One major limitation of the study is that although our study aimed to randomize the steps
in between each perturbation, the perturbation magnitudes, and directions to make the
perturbations unpredictable, participants may be able to figure out the minimal steps in between
each perturbation. In this case, participants may have learned the timing of the perturbation
consciously or subconsciously so that they would only need to make specific adjustments a few
219
steps before each perturbation. Another limitation is that our study used a split-belt treadmill and
we instructed participants to walk with one foot on one belt if possible, which may change
people’s natural gait patterns such as increasing step width.

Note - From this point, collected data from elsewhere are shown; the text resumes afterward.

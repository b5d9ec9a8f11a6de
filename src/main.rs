use std::path::PathBuf;

use anyhow::Context;
use clap::Parser;
use pip_on_top::actor;
use pip_on_top::actor::config_watcher::ConfigWatcher;
use pip_on_top::actor::reactor::{self, Reactor};
use pip_on_top::common::config::{Config, config_file};
use pip_on_top::common::log::init_logging;
use pip_on_top::sys::window_system::SharedWindowSystem;
use tracing::warn;

#[derive(Parser, Debug)]
#[command(
    name = "pip-on-top",
    version = env!("CARGO_PKG_VERSION"),
    about = "Keeps picture-in-picture windows above others and remembers where they were"
)]
struct Cli {
    /// Config file to use instead of the one in the user config directory.
    #[arg(long, value_name = "PATH")]
    config: Option<PathBuf>,

    /// Don't reload settings when the config file changes.
    #[arg(long)]
    no_watch: bool,

    /// Print the effective config and exit.
    #[arg(long)]
    print_config: bool,

    /// Log at debug level unless RUST_LOG says otherwise.
    #[arg(short, long)]
    verbose: bool,
}

fn main() -> anyhow::Result<()> {
    let cli = Cli::parse();
    init_logging(cli.verbose);

    let path = match cli.config {
        Some(path) => path,
        None => config_file().context("could not determine the config directory")?,
    };
    let config = Config::read(&path)?;

    if cli.print_config {
        print!("{}", config.to_toml().context("could not serialize the config")?);
        return Ok(());
    }

    let (events_tx, events_rx) = actor::channel();
    let host = connect_host(events_tx.clone())?;

    let _watcher = if cli.no_watch {
        None
    } else {
        ConfigWatcher::spawn(path, config.settings, events_tx.clone())
            .inspect_err(|err| warn!(%err, "Not watching the config file"))
            .ok()
    };

    let runtime = tokio::runtime::Builder::new_current_thread()
        .enable_all()
        .build()
        .context("could not start the runtime")?;
    runtime.block_on(async move {
        forward_shutdown(events_tx)?;
        Reactor::new(&config, host).run(events_rx).await;
        Ok::<_, anyhow::Error>(())
    })
}

#[cfg(unix)]
fn forward_shutdown(events_tx: reactor::Sender) -> anyhow::Result<()> {
    use pip_on_top::actor::shutdown::ShutdownSignals;

    let signals = ShutdownSignals::listen().context("could not listen for shutdown signals")?;
    tokio::spawn(signals.forward(events_tx));
    Ok(())
}

#[cfg(not(unix))]
fn forward_shutdown(events_tx: reactor::Sender) -> anyhow::Result<()> {
    use pip_on_top::actor::reactor::Event;

    tokio::spawn(async move {
        if tokio::signal::ctrl_c().await.is_ok() {
            events_tx.send(Event::Shutdown);
        }
    });
    Ok(())
}

#[cfg(target_os = "linux")]
fn connect_host(events_tx: reactor::Sender) -> anyhow::Result<SharedWindowSystem> {
    use std::rc::Rc;

    use pip_on_top::sys::x11::X11WindowSystem;

    let host = X11WindowSystem::connect().context("could not connect to the X server")?;
    host.event_pump(events_tx).spawn().context("could not start the X event thread")?;
    Ok(Rc::new(host))
}

#[cfg(not(target_os = "linux"))]
fn connect_host(_events_tx: reactor::Sender) -> anyhow::Result<SharedWindowSystem> {
    anyhow::bail!("only X11 window managers on Linux are supported")
}
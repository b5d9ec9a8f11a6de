pub mod actor;
pub mod common;
pub mod model;
pub mod sys;
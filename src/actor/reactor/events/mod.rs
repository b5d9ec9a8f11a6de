pub mod position;
pub mod settings;
pub mod window;
pub mod workspace;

To summarize, our study found that healthy young adults make proactive adjustments in
spatiotemporal gait patterns and MoS mostly during the initial phase of perturbed walking and
these adjustments tended to return to those measured during unperturbed walking over prolonged
exposure to treadmill perturbations. Our study may provide implications for clinical populations
with sensorimotor deficits such as amputees and people post-stroke who rely on proactive
control strategies to maintain locomotion stability. For example, people post-stroke usually
adopted gait patterns with widened steps and shorter step lengths. These changes in gait patterns
could be an adaptive change to cope with increased gait stability post-stroke and help them to
maintain balance despite the higher energetic cost associated with these changes in gait patterns.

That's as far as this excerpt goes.